"Bill" Tang Ka-piu (, born 29 October 1979) is a Hong Kong politician who currently served as a legislative councillor and district councillor (2007–2019).

Political career

Legislative Council
He was a member of the Legislative Council of Hong Kong for the Labour constituency between 2012 and 2016. He participated in the 2008 LegCo election with Wong Kwok-hing, representing the Hong Kong Federation of Trade Unions, the largest pro-Beijing labour union in the territory. In the 2012 LegCo election he gained a seat in the Labour constituency uncontested.

In the 2016 LegCo election, Tang ran in the New Territories East geographic constituency but was not elected.

Tang ran again in New Territories East during the 2018 by-elections, but was again not elected.

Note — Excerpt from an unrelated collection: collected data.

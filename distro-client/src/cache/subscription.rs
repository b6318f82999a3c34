//! Typed handle on a cache entry

use std::marker::PhantomData;

use serde::de::DeserializeOwned;
use tokio::sync::watch;

use super::{CacheKey, EntryId, QueryCache, QuerySnapshot, QueryStatus};
use crate::error::QueryError;

/// Decoded view of a cache entry
#[derive(Debug, Clone, PartialEq)]
pub struct QueryResult<T> {
    pub status: QueryStatus,
    pub data: Option<T>,
    pub error: Option<QueryError>,
    pub is_stale: bool,
}

impl<T> QueryResult<T> {
    pub fn is_loading(&self) -> bool {
        self.status == QueryStatus::Pending && self.data.is_none()
    }

    pub fn is_fetching(&self) -> bool {
        self.status == QueryStatus::Pending
    }

    pub fn is_success(&self) -> bool {
        self.status == QueryStatus::Fulfilled
    }

    pub fn is_error(&self) -> bool {
        self.status == QueryStatus::Rejected
    }
}

/// A mounted query. Keeps its entry alive and is notified on every change.
///
/// Dropping the subscription releases the entry, which is evicted after the
/// cache's idle window unless someone subscribes again.
pub struct QuerySubscription<T> {
    key: CacheKey,
    entry: EntryId,
    rx: watch::Receiver<QuerySnapshot>,
    cache: QueryCache,
    _marker: PhantomData<fn() -> T>,
}

impl<T: DeserializeOwned> QuerySubscription<T> {
    pub(crate) fn new(
        key: CacheKey,
        entry: EntryId,
        rx: watch::Receiver<QuerySnapshot>,
        cache: QueryCache,
    ) -> Self {
        Self {
            key,
            entry,
            rx,
            cache,
            _marker: PhantomData,
        }
    }

    pub fn key(&self) -> &CacheKey {
        &self.key
    }

    /// Current state, with the data decoded into `T`
    pub fn current(&self) -> QueryResult<T> {
        let snapshot = self.rx.borrow().clone();
        decode(snapshot)
    }

    /// Wait for the next change of the entry.
    ///
    /// Returns `None` once the entry is gone (cache reset).
    pub async fn changed(&mut self) -> Option<QueryResult<T>> {
        self.rx.changed().await.ok()?;
        Some(self.current())
    }

    /// Wait until no request is in flight and return the result.
    ///
    /// If the cache was reset meanwhile the last observed state is returned.
    pub async fn settled(&mut self) -> QueryResult<T> {
        let settled = self
            .rx
            .wait_for(QuerySnapshot::is_settled)
            .await
            .map(|snapshot| snapshot.clone());
        let snapshot = match settled {
            Ok(snapshot) => snapshot,
            Err(_) => self.rx.borrow().clone(),
        };
        decode(snapshot)
    }

    /// Force a refetch of this query
    pub fn refetch(&self) {
        self.cache.refetch(&self.key);
    }
}

impl<T> Drop for QuerySubscription<T> {
    fn drop(&mut self) {
        self.cache.unsubscribe(&self.key, self.entry);
    }
}

impl<T> std::fmt::Debug for QuerySubscription<T> {
    fn fmt(&self, f: &mut std::fmt::Formatter<'_>) -> std::fmt::Result {
        f.debug_struct("QuerySubscription")
            .field("key", &self.key)
            .finish_non_exhaustive()
    }
}

fn decode<T: DeserializeOwned>(snapshot: QuerySnapshot) -> QueryResult<T> {
    let QuerySnapshot {
        status,
        data,
        mut error,
        is_stale,
    } = snapshot;

    let data = match data.map(serde_json::from_value::<T>) {
        Some(Ok(value)) => Some(value),
        Some(Err(e)) => {
            tracing::warn!(error = %e, "cached data does not match the requested type");
            error.get_or_insert_with(|| QueryError::decode(e));
            None
        }
        None => None,
    };

    QueryResult {
        status,
        data,
        error,
        is_stale,
    }
}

It was reported that he spent approximately HK$2.24 million on this campaign, mostly on advertising and meals.

Tang ran in Kowloon East in both the postponed 2020 and 2021 Legislative Council election, and returned to the parliament after the absence of pro-democracy forces.

In August 2022, after Nancy Pelosi visited Taiwan, Tang said "China will take resolute and powerful countermeasures to protect its sovereignty and security interests."

In October 2022, Tang was unhappy that medicine made in China was listed as tier 2, whereas other countries' medicine was listed as tier 1.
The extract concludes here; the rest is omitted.